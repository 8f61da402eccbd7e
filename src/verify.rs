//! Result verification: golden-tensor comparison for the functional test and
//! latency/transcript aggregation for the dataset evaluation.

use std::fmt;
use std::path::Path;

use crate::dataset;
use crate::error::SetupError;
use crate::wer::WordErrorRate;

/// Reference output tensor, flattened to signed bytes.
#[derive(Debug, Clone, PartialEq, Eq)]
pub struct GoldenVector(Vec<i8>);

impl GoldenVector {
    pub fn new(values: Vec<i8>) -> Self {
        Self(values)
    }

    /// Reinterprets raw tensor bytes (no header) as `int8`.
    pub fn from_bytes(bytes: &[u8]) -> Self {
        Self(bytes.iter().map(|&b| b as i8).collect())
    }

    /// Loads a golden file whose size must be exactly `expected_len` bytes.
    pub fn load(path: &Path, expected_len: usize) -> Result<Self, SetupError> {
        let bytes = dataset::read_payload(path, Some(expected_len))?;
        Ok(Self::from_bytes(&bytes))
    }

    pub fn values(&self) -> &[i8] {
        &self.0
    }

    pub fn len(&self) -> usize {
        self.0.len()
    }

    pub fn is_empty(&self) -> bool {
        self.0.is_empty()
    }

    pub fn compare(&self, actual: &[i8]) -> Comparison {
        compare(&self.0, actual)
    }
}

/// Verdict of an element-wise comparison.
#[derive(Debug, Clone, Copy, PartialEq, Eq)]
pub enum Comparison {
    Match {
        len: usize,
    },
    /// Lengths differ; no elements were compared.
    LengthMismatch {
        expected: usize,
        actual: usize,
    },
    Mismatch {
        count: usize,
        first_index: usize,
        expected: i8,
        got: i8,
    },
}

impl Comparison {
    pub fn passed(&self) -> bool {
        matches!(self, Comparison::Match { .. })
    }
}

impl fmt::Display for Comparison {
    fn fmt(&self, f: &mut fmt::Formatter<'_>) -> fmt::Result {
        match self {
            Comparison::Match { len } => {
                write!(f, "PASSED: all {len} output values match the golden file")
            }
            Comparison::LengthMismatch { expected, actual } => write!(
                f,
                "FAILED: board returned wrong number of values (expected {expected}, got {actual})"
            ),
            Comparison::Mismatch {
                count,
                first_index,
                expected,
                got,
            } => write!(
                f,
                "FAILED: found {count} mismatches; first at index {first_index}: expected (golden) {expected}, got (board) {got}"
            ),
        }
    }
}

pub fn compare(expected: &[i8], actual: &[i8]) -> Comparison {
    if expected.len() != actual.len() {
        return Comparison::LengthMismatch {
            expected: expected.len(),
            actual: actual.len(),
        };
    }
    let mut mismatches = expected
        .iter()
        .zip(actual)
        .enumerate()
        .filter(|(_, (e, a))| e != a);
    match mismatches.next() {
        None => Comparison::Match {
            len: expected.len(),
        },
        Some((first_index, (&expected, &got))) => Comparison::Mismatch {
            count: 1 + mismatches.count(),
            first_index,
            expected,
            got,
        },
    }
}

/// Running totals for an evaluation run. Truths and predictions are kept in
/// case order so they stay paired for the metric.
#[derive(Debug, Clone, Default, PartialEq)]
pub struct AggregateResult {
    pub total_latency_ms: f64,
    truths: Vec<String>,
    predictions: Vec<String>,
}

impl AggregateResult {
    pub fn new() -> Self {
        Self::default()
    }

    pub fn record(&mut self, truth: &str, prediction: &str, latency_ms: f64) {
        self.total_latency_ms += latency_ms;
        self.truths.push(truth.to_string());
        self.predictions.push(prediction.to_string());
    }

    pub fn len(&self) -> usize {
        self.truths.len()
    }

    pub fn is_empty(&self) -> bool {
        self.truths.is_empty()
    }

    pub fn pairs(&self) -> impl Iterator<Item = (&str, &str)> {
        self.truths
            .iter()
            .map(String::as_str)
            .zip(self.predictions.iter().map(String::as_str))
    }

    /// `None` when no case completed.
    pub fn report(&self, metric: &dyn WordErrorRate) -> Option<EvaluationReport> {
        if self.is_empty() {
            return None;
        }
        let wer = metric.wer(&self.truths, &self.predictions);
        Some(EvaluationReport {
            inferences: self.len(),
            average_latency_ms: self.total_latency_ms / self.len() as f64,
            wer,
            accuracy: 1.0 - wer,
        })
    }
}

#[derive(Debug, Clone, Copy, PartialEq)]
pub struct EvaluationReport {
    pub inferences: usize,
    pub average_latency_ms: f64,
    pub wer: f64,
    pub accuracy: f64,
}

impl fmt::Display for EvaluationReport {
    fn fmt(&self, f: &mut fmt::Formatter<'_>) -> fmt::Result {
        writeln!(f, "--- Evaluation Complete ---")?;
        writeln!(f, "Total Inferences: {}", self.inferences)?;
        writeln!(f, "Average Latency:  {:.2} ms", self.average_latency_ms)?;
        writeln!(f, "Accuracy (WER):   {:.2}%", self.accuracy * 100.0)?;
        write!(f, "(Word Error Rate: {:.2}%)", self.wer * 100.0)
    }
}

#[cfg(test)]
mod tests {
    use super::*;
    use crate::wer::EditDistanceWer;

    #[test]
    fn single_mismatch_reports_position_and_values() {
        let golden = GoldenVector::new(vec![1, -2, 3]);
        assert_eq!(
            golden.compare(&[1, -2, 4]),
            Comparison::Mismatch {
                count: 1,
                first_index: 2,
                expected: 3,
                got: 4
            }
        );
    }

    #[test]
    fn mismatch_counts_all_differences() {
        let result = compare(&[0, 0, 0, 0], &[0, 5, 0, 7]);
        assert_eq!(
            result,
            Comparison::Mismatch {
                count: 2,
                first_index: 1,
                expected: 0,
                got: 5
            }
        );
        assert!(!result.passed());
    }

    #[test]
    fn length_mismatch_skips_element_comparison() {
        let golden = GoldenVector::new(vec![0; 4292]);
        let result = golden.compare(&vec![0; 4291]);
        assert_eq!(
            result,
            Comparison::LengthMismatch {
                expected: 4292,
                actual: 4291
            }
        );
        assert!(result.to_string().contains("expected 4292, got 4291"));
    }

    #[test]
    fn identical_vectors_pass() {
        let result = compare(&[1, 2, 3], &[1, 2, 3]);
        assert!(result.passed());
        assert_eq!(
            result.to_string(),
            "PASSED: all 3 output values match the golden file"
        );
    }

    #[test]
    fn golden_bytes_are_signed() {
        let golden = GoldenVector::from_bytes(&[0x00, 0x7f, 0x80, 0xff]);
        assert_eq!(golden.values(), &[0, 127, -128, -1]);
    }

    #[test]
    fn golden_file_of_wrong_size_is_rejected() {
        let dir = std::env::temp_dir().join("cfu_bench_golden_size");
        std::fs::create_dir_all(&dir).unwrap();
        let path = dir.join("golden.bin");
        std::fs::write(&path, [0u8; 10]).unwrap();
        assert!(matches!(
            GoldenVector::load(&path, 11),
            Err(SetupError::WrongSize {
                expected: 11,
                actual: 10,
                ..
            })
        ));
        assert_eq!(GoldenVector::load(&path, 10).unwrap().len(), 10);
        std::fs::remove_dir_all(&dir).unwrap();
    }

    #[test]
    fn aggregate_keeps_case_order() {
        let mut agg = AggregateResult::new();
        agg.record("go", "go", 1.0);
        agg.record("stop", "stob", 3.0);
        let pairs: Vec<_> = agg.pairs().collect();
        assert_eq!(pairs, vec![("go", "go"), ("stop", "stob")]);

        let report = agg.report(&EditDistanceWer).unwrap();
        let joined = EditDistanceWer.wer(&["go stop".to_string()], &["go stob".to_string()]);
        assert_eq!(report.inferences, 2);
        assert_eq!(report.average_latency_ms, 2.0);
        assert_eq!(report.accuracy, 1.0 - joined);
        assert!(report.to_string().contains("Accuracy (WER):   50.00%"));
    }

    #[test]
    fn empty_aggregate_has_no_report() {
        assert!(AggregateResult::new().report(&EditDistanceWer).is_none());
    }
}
#####
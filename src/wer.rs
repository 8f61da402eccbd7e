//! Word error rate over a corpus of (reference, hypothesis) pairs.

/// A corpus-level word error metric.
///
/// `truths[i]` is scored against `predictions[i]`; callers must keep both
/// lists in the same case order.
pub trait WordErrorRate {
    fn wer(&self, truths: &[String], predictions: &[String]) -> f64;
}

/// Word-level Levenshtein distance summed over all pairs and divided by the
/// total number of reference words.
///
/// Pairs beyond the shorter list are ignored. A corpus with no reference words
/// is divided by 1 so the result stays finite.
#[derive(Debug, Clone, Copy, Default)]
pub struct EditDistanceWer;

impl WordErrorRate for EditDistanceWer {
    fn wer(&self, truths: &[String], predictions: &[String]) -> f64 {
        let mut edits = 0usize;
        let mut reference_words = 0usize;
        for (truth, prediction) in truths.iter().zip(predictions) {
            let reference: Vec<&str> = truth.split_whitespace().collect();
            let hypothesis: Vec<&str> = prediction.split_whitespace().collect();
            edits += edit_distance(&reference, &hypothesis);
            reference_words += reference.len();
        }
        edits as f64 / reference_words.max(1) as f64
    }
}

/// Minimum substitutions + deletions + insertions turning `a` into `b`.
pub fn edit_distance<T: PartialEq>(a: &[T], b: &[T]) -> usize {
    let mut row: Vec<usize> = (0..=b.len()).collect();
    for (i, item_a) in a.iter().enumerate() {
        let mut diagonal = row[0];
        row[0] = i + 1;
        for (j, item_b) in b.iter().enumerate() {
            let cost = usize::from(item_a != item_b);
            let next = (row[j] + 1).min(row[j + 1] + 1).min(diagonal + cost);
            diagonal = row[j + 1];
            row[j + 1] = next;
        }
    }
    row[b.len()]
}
#####
**TO DO:** Within the listing, how many lines hold "cost"? Write only that number.

**TASK OUTPUT:** 2